ACTIVITY:
Which lines of the data contain the string "bool"? Copy every one of them.

RECORDS FOR THE TASK:
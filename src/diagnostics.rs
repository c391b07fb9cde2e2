use std::fmt;
use std::path::PathBuf;

use tracing::warn;

use crate::feed::FeedKind;
use crate::model::DisplayId;

/// A degraded-but-continuing condition. Callers inspect these explicitly
/// instead of relying on log output.
#[derive(Debug, Clone, PartialEq, Eq)]
pub enum Diagnostic {
    FeedFallback {
        preferred: FeedKind,
        used: FeedKind,
    },
    PaginationUnavailable {
        url: String,
        reason: String,
    },
    UnknownPage(u32),
    EmptyPage(u32),
    CountMismatch {
        page: u32,
        expected: usize,
        actual: usize,
    },
    MissingBackref {
        comment_id: Option<u64>,
    },
    RssHasNoComments,
    TimestampFallback {
        field: &'static str,
        raw: String,
    },
    CommentsUnavailable {
        url: String,
        status: u16,
    },
    OutputDirFallback {
        path: PathBuf,
    },
    EncodingFallback {
        requested: &'static str,
    },
    UnknownMappingField {
        entity: &'static str,
        field: String,
    },
}

impl Diagnostic {
    /// Stable short identifier, used as the `code` field in logs.
    pub fn code(&self) -> &'static str {
        match self {
            Diagnostic::FeedFallback { .. } => "feed-fallback",
            Diagnostic::PaginationUnavailable { .. } => "pagination-unavailable",
            Diagnostic::UnknownPage(_) => "unknown-page",
            Diagnostic::EmptyPage(_) => "empty-page",
            Diagnostic::CountMismatch { .. } => "count-mismatch",
            Diagnostic::MissingBackref { .. } => "missing-backref",
            Diagnostic::RssHasNoComments => "rss-no-comments",
            Diagnostic::TimestampFallback { .. } => "timestamp-fallback",
            Diagnostic::CommentsUnavailable { .. } => "comments-unavailable",
            Diagnostic::OutputDirFallback { .. } => "output-dir-fallback",
            Diagnostic::EncodingFallback { .. } => "encoding-fallback",
            Diagnostic::UnknownMappingField { .. } => "unknown-mapping-field",
        }
    }
}

impl fmt::Display for Diagnostic {
    fn fmt(&self, f: &mut fmt::Formatter<'_>) -> fmt::Result {
        match self {
            Diagnostic::FeedFallback { preferred, used } => {
                write!(f, "preferred {preferred} feed not found, falling back to {used}")
            }
            Diagnostic::PaginationUnavailable { url, reason } => {
                write!(f, "could not determine pagination for {url}: {reason}")
            }
            Diagnostic::UnknownPage(n) => write!(f, "page {n} is not one of the feed pages"),
            Diagnostic::EmptyPage(n) => write!(f, "page {n} contains no entries"),
            Diagnostic::CountMismatch {
                page,
                expected,
                actual,
            } => write!(f, "page {page} yielded {actual} articles, expected {expected}"),
            Diagnostic::MissingBackref { comment_id } => write!(
                f,
                "comment {} has no owning article; it is kept without article information",
                DisplayId(*comment_id)
            ),
            Diagnostic::RssHasNoComments => write!(f, "RSS feeds carry no comments"),
            Diagnostic::TimestampFallback { field, raw } => {
                write!(f, "unrecognised {field} timestamp {raw:?}, using current time")
            }
            Diagnostic::CommentsUnavailable { url, status } => {
                write!(f, "comment feed {url} returned {status}, skipping comments")
            }
            Diagnostic::OutputDirFallback { path } => write!(
                f,
                "default output directory is unusable, writing to {}",
                path.display()
            ),
            Diagnostic::EncodingFallback { requested } => write!(
                f,
                "export holds characters {requested} cannot represent, writing UTF-8 instead"
            ),
            Diagnostic::UnknownMappingField { entity, field } => {
                write!(f, "unknown {entity} field {field:?} in mapping")
            }
        }
    }
}

#[derive(Debug, Default, Clone, PartialEq, Eq)]
pub struct Diagnostics(Vec<Diagnostic>);

impl Diagnostics {
    /// Records a diagnostic and emits it as a warning.
    pub fn push(&mut self, diagnostic: Diagnostic) {
        warn!(code = diagnostic.code(), "{diagnostic}");
        self.0.push(diagnostic);
    }

    /// Moves already-reported diagnostics over without logging them again.
    pub fn append(&mut self, mut other: Diagnostics) {
        self.0.append(&mut other.0);
    }

    pub fn is_empty(&self) -> bool {
        self.0.is_empty()
    }

    pub fn len(&self) -> usize {
        self.0.len()
    }

    pub fn iter(&self) -> impl Iterator<Item = &Diagnostic> {
        self.0.iter()
    }

    pub fn has_code(&self, code: &str) -> bool {
        self.0.iter().any(|d| d.code() == code)
    }
}

/// A value plus the non-fatal conditions met while producing it.
#[derive(Debug, Clone)]
pub struct Outcome<T> {
    pub value: T,
    pub diagnostics: Diagnostics,
}

impl<T> Outcome<T> {
    pub fn new(value: T, diagnostics: Diagnostics) -> Self {
        Self { value, diagnostics }
    }

    /// Hands the diagnostics to `sink` and returns the bare value.
    pub fn merge_into(self, sink: &mut Diagnostics) -> T {
        sink.append(self.diagnostics);
        self.value
    }
}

WRITTEN SOLUTION:
    pub fn is_empty(&self) -> bool {
    pub fn has_code(&self, code: &str) -> bool {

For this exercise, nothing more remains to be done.